Stephen Bolton, operations director for Bibby Marine Services, said: “The feedback we’ve had from the team has been very positive. People working in a challenging environment appreciate the reassurance that’s provided by an experienced paramedic who can respond quickly and professionally at a moment’s notice. What SSI Energy provides is a major step forward in offshore medical cover.”
SSI Energy currently has paramedics working on onshore wind farms in Poland, Ireland, Scotland and Wales, offshore in UK waters and at oil and gas companies in West and North Africa, Australia and the Middle East.
The SCORE grant is helping the company to expand by employing a new business development manager. Jonathan Walker, who has nine years’ experience in similar work with United Health Care (previously Frontier Medics), will serve the Southern North Sea offshore wind industry through an office in Great Yarmouth or Lowestoft.
Johnathan Reynolds, of SCORE, based at OrbisEnergy, Lowestoft, said: “This is an important initiative, which we were delighted to be able to support. We are especially pleased to see the model now being introduced off the East Anglian coast, where some of the world’s biggest wind farms are being built.
“The energy industry is rightly focused on safety and levels of care for its employees, and serious accidents and incidents are a rarity. But if someone falls dangerously ill miles out to see, the treatment they receive on the spot can be a matter of life or death.”
SCORE offers grants to help companies across England to develop new products, processes and ideas – from patenting a product to exploring concepts that offer new ways of solving problems and driving efficiency in offshore renewables.

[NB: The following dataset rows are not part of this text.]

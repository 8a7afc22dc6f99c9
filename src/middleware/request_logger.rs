use axum::{
    body::Body,
    http::{HeaderValue, Request},
    middleware::Next,
    response::Response,
};
use std::time::Instant;
use uuid::Uuid;

pub const REQUEST_ID_HEADER: &str = "x-request-id";

/// Tags every request with an id, reusing the caller's when it sent one, and logs
/// method, path, status and latency. Bodies are never logged.
pub async fn request_logger_middleware(mut req: Request<Body>, next: Next<Body>) -> Response {
    let request_id = req
        .headers()
        .get(REQUEST_ID_HEADER)
        .and_then(|v| v.to_str().ok())
        .filter(|v| !v.is_empty() && v.len() <= 128)
        .map(str::to_string)
        .unwrap_or_else(|| Uuid::new_v4().to_string());
    let header_value = HeaderValue::from_str(&request_id).ok();

    let method = req.method().clone();
    let path = req.uri().path().to_string();
    let start = Instant::now();

    if let Some(value) = header_value.clone() {
        req.headers_mut().insert(REQUEST_ID_HEADER, value);
    }

    tracing::info!(
        request_id = %request_id,
        method = %method,
        path = %path,
        "Incoming request"
    );

    let mut response = next.run(req).await;

    let status = response.status();
    tracing::info!(
        request_id = %request_id,
        method = %method,
        path = %path,
        status = status.as_u16(),
        latency_ms = start.elapsed().as_millis() as u64,
        "Request completed"
    );

    if let Some(value) = header_value {
        response.headers_mut().insert(REQUEST_ID_HEADER, value);
    }
    response
}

Grants are available to start-up and established companies for up to 40% of eligible costs or £50,000, whichever is the lower, with a minimum grant of £2,500. The fund can be accessed across England, although applicants must show their work will bring economic benefit to the east of England.
The programme is part-funded by the European Regional Development Fund (ERDF) and is open to companies with fewer than 250 employees and an annual turnover of less than 50 million euros.
The funding is designed to help companies in a wide range of areas, including research and development, collaboration with universities and research bodies, securing patents, acquiring specialist equipment or services and investigating the commercial viability of processes and technologies.
Companies can also access up to 12 hours of subsidised business support from regional enterprise agency Nwes to help grow and develop their business.
SCORE is delivered by Nwes in partnership with energy industry experts, Nautilus Associates and the national Offshore Renewable Energy Catapult centre.